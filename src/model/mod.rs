pub mod api;
pub mod common;
pub mod db;
pub mod mongodb;
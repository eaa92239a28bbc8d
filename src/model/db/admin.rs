use std::ops::{Deref, DerefMut};

use mongodb::bson::doc;
use serde::{Deserialize, Serialize};

use crate::error::Result;
use crate::model::{
    api::credentials::{verify_password, Credentials},
    mongodb::{Coll, Id},
};

/// Core admin user data.
#[derive(Debug, PartialEq, Eq, Serialize, Deserialize)]
pub struct AdminCore {
    pub username: String,
    pub password_hash: String,
}

impl AdminCore {
    /// Check whether the given password is correct.
    pub fn verify_password<T: AsRef<[u8]>>(&self, password: T) -> bool {
        verify_password(&self.password_hash, password)
    }
}

/// An admin without an ID.
pub type NewAdmin = AdminCore;

/// An admin user from the database, with its unique ID.
#[derive(Serialize, Deserialize)]
pub struct Admin {
    #[serde(rename = "_id")]
    pub id: Id,
    #[serde(flatten)]
    pub admin: AdminCore,
}

impl Deref for Admin {
    type Target = AdminCore;

    fn deref(&self) -> &Self::Target {
        &self.admin
    }
}

impl DerefMut for Admin {
    fn deref_mut(&mut self) -> &mut Self::Target {
        &mut self.admin
    }
}

/// If the database has no admins at all, create one from the given
/// credentials so the deployment can be administered.
pub async fn ensure_admin_exists(admins: &Coll<NewAdmin>, bootstrap: Credentials) -> Result<()> {
    if admins.count_documents(doc! {}, None).await? > 0 {
        return Ok(());
    }
    let username = bootstrap.username.clone();
    let admin = NewAdmin::try_from(bootstrap)?;
    admins.insert_one(admin, None).await?;
    warn!("No admins found, created bootstrap admin '{username}'");
    Ok(())
}
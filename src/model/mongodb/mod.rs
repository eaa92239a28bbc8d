mod bson;
mod collection;
mod counter;
pub mod errors;

pub use bson::{u32_id_filter, Id};
pub use collection::{ensure_indexes_exist, Coll, MongoCollection};
pub use counter::{
    ensure_counters_exist, Counter, CANDIDATE_ID_COUNTER_ID, ELECTION_ID_COUNTER_ID,
    POSITION_ID_COUNTER_ID,
};
//! Ballot definition, eligibility, and atomic ballot submission.

mod definition;
mod eligibility;
mod error;
mod memory;
mod mongo;
mod store;
mod submission;

pub use definition::{ballot_for_voter, get_ballot, BallotDefinition};
pub use eligibility::{check_eligibility, Eligibility};
pub use error::VotingError;
pub use memory::MemoryStore;
pub use mongo::MongoStore;
pub use store::{BallotSession, BallotStore, StoreError};
pub use submission::{recorded_votes, submit, SubmissionReceipt};
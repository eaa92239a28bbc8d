use std::ops::Deref;

use chrono::{DateTime, Utc};
use mongodb::bson::serde_helpers::chrono_datetime_as_bson_datetime;
use serde::{Deserialize, Serialize};

use crate::model::{
    common::election::{CandidateId, ElectionId, PositionId},
    mongodb::Id,
};

/// A single recorded vote. Votes are immutable once inserted.
#[derive(Debug, Clone, PartialEq, Eq, Serialize, Deserialize)]
pub struct VoteCore {
    /// Foreign key voter ID.
    pub voter_id: Id,
    /// Foreign key election ID, always the voter's own assignment.
    pub election_id: ElectionId,
    /// Foreign key position ID.
    pub position_id: PositionId,
    /// The selected candidate.
    pub candidate_id: CandidateId,
    /// Shared by every vote of one submission.
    #[serde(with = "chrono_datetime_as_bson_datetime")]
    pub cast_at: DateTime<Utc>,
}

/// A vote from the database, with its unique ID.
#[derive(Debug, Clone, Serialize, Deserialize)]
pub struct Vote {
    #[serde(rename = "_id")]
    pub id: Id,
    #[serde(flatten)]
    pub vote: VoteCore,
}

impl Deref for Vote {
    type Target = VoteCore;

    fn deref(&self) -> &Self::Target {
        &self.vote
    }
}
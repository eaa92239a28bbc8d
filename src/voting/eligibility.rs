use serde::{Deserialize, Serialize};

use crate::model::{
    common::{election::ElectionId, voter::VoterStatus},
    db::voter::Voter,
    mongodb::Id,
};

use super::{error::VotingError, store::BallotStore};

/// A voter who may currently cast a ballot, and where.
#[derive(Debug, Clone, Copy, PartialEq, Eq, Serialize, Deserialize)]
pub struct Eligibility {
    pub election_id: ElectionId,
    pub status: VoterStatus,
}

impl TryFrom<&Voter> for Eligibility {
    type Error = VotingError;

    fn try_from(voter: &Voter) -> Result<Self, Self::Error> {
        let election_id = voter.election_id.ok_or(VotingError::NotAssigned)?;
        if voter.status != VoterStatus::Registered {
            return Err(VotingError::AlreadyVoted);
        }
        Ok(Self {
            election_id,
            status: voter.status,
        })
    }
}

/// Check whether the voter may vote right now.
///
/// The answer is only advisory: submission repeats the same checks inside its
/// own transaction.
pub async fn check_eligibility(
    store: &dyn BallotStore,
    voter_id: Id,
) -> Result<Eligibility, VotingError> {
    let mut session = store.begin().await?;
    let voter = session.voter(voter_id).await;
    session.abort().await?;
    let voter = voter?.ok_or(VotingError::VoterNotFound(voter_id))?;
    Eligibility::try_from(&voter)
}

**EXERCISE OBJECTIVE**
Repeat the whole of the data verbatim, as it reads above.

**TASK RESULT**
filename src/model/mod.rs
pub mod api;
pub mod common;
pub mod db;
pub mod mongodb;
repository eaa92239a28bbc8d
filename src/model/db/admin.rs
use std::ops::{Deref, DerefMut};

use mongodb::bson::doc;
use serde::{Deserialize, Serialize};

use crate::error::Result;
use crate::model::{
    api::credentials::{verify_password, Credentials},
    mongodb::{Coll, Id},
};

/// Core admin user data.
#[derive(Debug, PartialEq, Eq, Serialize, Deserialize)]
pub struct AdminCore {
    pub username: String,
    pub password_hash: String,
}

impl AdminCore {
    /// Check whether the given password is correct.
    pub fn verify_password<T: AsRef<[u8]>>(&self, password: T) -> bool {
        verify_password(&self.password_hash, password)
    }
}

/// An admin without an ID.
pub type NewAdmin = AdminCore;

/// An admin user from the database, with its unique ID.
#[derive(Serialize, Deserialize)]
pub struct Admin {
    #[serde(rename = "_id")]
    pub id: Id,
    #[serde(flatten)]
    pub admin: AdminCore,
}

impl Deref for Admin {
    type Target = AdminCore;

    fn deref(&self) -> &Self::Target {
        &self.admin
    }
}

impl DerefMut for Admin {
    fn deref_mut(&mut self) -> &mut Self::Target {
        &mut self.admin
    }
}

/// If the database has no admins at all, create one from the given
/// credentials so the deployment can be administered.
pub async fn ensure_admin_exists(admins: &Coll<NewAdmin>, bootstrap: Credentials) -> Result<()> {
    if admins.count_documents(doc! {}, None).await? > 0 {
        return Ok(());
    }
    let username = bootstrap.username.clone();
    let admin = NewAdmin::try_from(bootstrap)?;
    admins.insert_one(admin, None).await?;
    warn!("No admins found, created bootstrap admin '{username}'");
    Ok(())
}
filename src/model/mongodb/mod.rs
repository eaa92239a28bbc8d
mod bson;
mod collection;
mod counter;
pub mod errors;

pub use bson::{u32_id_filter, Id};
pub use collection::{ensure_indexes_exist, Coll, MongoCollection};
pub use counter::{
    ensure_counters_exist, Counter, CANDIDATE_ID_COUNTER_ID, ELECTION_ID_COUNTER_ID,
    POSITION_ID_COUNTER_ID,
};
//! Ballot definition, eligibility, and atomic ballot submission.

mod definition;
mod eligibility;
mod error;
mod memory;
mod mongo;
mod store;
mod submission;

pub use definition::{ballot_for_voter, get_ballot, BallotDefinition};
pub use eligibility::{check_eligibility, Eligibility};
pub use error::VotingError;
pub use memory::MemoryStore;
pub use mongo::MongoStore;
pub use store::{BallotSession, BallotStore, StoreError};
pub use submission::{recorded_votes, submit, SubmissionReceipt};
repository eaa92239a28bbc8d
use std::ops::Deref;

use chrono::{DateTime, Utc};
use mongodb::bson::serde_helpers::chrono_datetime_as_bson_datetime;
use serde::{Deserialize, Serialize};

use crate::model::{
    common::election::{CandidateId, ElectionId, PositionId},
    mongodb::Id,
};

/// A single recorded vote. Votes are immutable once inserted.
#[derive(Debug, Clone, PartialEq, Eq, Serialize, Deserialize)]
pub struct VoteCore {
    /// Foreign key voter ID.
    pub voter_id: Id,
    /// Foreign key election ID, always the voter's own assignment.
    pub election_id: ElectionId,
    /// Foreign key position ID.
    pub position_id: PositionId,
    /// The selected candidate.
    pub candidate_id: CandidateId,
    /// Shared by every vote of one submission.
    #[serde(with = "chrono_datetime_as_bson_datetime")]
    pub cast_at: DateTime<Utc>,
}

/// A vote from the database, with its unique ID.
#[derive(Debug, Clone, Serialize, Deserialize)]
pub struct Vote {
    #[serde(rename = "_id")]
    pub id: Id,
    #[serde(flatten)]
    pub vote: VoteCore,
}

impl Deref for Vote {
    type Target = VoteCore;

    fn deref(&self) -> &Self::Target {
        &self.vote
    }
}
repository eaa92239a28bbc8d
filename src/voting/eligibility.rs
use serde::{Deserialize, Serialize};

use crate::model::{
    common::{election::ElectionId, voter::VoterStatus},
    db::voter::Voter,
    mongodb::Id,
};

use super::{error::VotingError, store::BallotStore};

/// A voter who may currently cast a ballot, and where.
#[derive(Debug, Clone, Copy, PartialEq, Eq, Serialize, Deserialize)]
pub struct Eligibility {
    pub election_id: ElectionId,
    pub status: VoterStatus,
}

impl TryFrom<&Voter> for Eligibility {
    type Error = VotingError;

    fn try_from(voter: &Voter) -> Result<Self, Self::Error> {
        let election_id = voter.election_id.ok_or(VotingError::NotAssigned)?;
        if voter.status != VoterStatus::Registered {
            return Err(VotingError::AlreadyVoted);
        }
        Ok(Self {
            election_id,
            status: voter.status,
        })
    }
}

/// Check whether the voter may vote right now.
///
/// The answer is only advisory: submission repeats the same checks inside its
/// own transaction.
pub async fn check_eligibility(
    store: &dyn BallotStore,
    voter_id: Id,
) -> Result<Eligibility, VotingError> {
    let mut session = store.begin().await?;
    let voter = session.voter(voter_id).await;
    session.abort().await?;
    let voter = voter?.ok_or(VotingError::VoterNotFound(voter_id))?;
    Eligibility::try_from(&voter)
}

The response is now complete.